About this task: The output should be all lines of the entries below in which the word "digits" occurs.

[Stored items]
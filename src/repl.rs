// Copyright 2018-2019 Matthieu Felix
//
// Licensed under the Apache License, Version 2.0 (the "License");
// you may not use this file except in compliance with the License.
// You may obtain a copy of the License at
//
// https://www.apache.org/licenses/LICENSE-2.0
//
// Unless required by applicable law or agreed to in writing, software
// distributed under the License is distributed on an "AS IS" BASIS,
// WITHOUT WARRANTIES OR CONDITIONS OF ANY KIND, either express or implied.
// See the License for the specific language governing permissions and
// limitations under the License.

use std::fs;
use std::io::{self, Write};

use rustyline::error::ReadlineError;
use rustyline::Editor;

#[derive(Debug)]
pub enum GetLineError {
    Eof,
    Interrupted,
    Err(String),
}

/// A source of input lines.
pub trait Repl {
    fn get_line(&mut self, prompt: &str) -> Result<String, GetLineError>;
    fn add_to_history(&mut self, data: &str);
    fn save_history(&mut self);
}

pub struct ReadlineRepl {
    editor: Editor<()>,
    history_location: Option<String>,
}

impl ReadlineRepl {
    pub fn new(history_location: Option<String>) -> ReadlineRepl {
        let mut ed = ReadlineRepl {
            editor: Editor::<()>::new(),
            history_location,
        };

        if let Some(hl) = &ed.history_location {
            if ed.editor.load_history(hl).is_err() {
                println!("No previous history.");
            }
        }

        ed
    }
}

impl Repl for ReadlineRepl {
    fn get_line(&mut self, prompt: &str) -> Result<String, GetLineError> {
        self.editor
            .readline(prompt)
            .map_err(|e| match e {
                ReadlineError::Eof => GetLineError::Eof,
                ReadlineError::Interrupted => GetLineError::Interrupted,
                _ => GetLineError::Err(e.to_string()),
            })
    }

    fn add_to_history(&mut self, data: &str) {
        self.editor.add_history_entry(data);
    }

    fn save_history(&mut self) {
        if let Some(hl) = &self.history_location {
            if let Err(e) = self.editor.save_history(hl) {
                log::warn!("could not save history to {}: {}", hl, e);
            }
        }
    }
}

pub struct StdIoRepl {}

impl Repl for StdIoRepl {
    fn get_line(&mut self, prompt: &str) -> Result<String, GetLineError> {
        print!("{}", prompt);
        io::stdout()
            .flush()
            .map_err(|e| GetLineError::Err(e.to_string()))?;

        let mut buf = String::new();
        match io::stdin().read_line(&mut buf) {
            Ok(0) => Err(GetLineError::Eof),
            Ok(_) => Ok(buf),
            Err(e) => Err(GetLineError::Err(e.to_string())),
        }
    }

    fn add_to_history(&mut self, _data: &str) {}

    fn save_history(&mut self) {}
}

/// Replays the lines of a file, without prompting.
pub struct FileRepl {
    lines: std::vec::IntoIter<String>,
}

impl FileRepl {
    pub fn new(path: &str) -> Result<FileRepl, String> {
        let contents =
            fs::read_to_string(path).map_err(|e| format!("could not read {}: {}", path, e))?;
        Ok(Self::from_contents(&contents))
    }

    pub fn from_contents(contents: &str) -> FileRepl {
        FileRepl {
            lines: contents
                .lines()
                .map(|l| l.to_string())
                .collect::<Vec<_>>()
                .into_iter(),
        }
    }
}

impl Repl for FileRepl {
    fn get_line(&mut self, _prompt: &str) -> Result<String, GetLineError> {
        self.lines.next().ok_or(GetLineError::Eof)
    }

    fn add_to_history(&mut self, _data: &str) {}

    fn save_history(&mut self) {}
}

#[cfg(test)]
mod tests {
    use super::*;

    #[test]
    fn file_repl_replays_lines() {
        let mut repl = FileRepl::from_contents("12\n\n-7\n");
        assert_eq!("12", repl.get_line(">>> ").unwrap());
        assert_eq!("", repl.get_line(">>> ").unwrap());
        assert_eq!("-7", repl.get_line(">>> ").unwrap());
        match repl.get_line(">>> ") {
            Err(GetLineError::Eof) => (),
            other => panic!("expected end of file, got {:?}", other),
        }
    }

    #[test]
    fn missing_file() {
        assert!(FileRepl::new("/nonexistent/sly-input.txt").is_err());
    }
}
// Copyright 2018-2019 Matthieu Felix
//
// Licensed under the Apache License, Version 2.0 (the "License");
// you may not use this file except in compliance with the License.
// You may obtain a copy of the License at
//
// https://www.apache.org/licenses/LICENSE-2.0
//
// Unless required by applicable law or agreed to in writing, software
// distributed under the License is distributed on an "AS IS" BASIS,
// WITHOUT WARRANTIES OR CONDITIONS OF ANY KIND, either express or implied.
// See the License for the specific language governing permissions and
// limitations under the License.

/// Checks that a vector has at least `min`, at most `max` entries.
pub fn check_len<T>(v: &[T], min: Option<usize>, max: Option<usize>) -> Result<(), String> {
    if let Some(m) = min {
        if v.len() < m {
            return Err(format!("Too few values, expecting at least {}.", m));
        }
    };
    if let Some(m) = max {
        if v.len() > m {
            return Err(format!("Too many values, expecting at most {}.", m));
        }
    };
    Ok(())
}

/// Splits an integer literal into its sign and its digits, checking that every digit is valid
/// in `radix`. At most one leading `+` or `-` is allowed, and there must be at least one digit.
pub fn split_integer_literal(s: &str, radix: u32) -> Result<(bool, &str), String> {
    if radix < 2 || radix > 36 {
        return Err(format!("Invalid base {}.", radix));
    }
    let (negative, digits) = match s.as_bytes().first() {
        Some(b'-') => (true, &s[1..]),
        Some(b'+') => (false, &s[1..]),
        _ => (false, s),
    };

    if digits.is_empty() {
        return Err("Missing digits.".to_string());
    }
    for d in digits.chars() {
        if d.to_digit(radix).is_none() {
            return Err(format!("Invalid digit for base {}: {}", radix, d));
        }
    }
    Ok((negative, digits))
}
* * *
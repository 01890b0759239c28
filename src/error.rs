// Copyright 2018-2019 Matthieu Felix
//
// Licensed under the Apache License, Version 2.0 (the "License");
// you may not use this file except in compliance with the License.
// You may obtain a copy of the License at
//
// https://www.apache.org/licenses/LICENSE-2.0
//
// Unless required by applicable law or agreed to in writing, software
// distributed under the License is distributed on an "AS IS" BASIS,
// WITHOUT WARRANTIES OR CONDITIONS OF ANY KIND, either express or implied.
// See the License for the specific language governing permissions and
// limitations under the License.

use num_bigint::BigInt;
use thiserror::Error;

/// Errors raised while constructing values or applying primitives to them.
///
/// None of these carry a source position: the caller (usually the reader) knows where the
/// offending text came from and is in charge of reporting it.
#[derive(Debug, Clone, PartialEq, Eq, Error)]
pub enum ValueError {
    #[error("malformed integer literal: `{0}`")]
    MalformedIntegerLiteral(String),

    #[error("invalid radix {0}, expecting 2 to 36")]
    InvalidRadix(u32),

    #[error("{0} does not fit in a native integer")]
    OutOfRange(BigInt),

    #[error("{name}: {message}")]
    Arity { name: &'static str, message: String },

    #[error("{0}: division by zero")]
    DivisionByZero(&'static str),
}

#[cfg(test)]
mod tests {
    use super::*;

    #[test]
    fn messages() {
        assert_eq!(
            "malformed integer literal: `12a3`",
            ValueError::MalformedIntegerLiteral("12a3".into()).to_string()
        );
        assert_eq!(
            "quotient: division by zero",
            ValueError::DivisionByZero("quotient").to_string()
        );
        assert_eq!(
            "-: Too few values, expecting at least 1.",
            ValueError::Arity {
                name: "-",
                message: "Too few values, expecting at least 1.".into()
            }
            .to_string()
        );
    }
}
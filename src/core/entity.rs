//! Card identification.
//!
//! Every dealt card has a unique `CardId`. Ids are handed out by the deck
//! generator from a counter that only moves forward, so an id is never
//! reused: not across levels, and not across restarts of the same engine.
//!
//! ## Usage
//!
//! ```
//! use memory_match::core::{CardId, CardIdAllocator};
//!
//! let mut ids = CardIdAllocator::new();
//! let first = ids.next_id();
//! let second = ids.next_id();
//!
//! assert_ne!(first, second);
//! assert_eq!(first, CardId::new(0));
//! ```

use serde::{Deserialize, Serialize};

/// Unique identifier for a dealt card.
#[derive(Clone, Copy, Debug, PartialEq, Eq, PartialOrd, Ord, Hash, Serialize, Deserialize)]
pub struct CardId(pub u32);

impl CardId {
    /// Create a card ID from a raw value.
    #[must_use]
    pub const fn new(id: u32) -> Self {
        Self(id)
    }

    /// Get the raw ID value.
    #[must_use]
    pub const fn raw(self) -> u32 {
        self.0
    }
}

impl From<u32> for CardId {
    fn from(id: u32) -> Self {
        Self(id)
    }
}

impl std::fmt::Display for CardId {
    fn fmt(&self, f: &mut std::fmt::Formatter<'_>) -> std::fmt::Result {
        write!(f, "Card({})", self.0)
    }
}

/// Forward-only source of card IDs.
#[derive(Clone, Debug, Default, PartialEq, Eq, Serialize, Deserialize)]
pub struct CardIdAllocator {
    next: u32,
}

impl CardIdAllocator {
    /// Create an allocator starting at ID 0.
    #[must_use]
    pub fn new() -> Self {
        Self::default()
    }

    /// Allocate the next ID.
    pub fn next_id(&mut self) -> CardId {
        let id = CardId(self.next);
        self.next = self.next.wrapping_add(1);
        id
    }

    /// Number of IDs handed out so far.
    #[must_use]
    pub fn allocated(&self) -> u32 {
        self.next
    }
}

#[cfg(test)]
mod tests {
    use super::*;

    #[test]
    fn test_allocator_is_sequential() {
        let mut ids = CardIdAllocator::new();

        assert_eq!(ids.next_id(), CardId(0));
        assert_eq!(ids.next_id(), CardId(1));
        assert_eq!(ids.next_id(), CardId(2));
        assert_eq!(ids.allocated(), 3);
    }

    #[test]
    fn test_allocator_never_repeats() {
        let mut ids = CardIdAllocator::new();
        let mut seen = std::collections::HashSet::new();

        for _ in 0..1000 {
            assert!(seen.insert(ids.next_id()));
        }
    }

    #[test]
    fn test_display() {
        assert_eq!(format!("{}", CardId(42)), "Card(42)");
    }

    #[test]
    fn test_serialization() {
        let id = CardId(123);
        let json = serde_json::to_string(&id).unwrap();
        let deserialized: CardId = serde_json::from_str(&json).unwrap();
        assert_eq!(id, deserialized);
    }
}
==
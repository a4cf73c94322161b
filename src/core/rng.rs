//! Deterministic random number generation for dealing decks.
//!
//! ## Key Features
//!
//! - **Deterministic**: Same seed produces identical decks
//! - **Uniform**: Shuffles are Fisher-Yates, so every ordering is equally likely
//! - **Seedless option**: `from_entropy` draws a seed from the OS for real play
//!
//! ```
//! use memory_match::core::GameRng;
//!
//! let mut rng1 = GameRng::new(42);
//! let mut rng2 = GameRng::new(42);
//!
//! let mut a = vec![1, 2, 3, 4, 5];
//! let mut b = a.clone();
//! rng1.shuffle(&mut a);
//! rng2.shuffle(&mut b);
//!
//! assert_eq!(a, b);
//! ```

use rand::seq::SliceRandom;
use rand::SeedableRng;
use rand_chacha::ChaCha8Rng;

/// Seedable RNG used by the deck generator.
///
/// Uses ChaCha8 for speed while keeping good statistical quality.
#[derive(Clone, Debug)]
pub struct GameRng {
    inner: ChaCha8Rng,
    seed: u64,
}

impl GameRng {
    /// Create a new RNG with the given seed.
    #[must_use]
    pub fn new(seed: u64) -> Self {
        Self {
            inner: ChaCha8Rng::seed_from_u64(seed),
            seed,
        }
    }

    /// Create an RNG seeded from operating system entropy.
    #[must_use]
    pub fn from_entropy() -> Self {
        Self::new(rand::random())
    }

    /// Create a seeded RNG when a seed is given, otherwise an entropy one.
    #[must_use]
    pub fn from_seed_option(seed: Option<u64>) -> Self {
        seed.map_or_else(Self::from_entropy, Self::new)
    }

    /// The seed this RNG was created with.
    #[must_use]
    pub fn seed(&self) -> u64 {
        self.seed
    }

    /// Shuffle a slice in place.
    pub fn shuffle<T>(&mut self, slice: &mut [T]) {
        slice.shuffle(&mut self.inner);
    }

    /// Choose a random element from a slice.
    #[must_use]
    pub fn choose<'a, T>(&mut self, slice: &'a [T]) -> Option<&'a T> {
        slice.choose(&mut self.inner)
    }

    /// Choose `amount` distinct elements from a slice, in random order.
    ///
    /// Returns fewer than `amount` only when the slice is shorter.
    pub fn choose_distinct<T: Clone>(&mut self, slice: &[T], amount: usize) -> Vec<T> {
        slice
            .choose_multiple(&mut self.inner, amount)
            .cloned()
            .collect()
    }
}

Response box:
/// Splits an integer literal into its sign and its digits, checking that every digit is valid
    let (negative, digits) = match s.as_bytes().first() {
    if digits.is_empty() {
        return Err("Missing digits.".to_string());
    for d in digits.chars() {
    Ok((negative, digits))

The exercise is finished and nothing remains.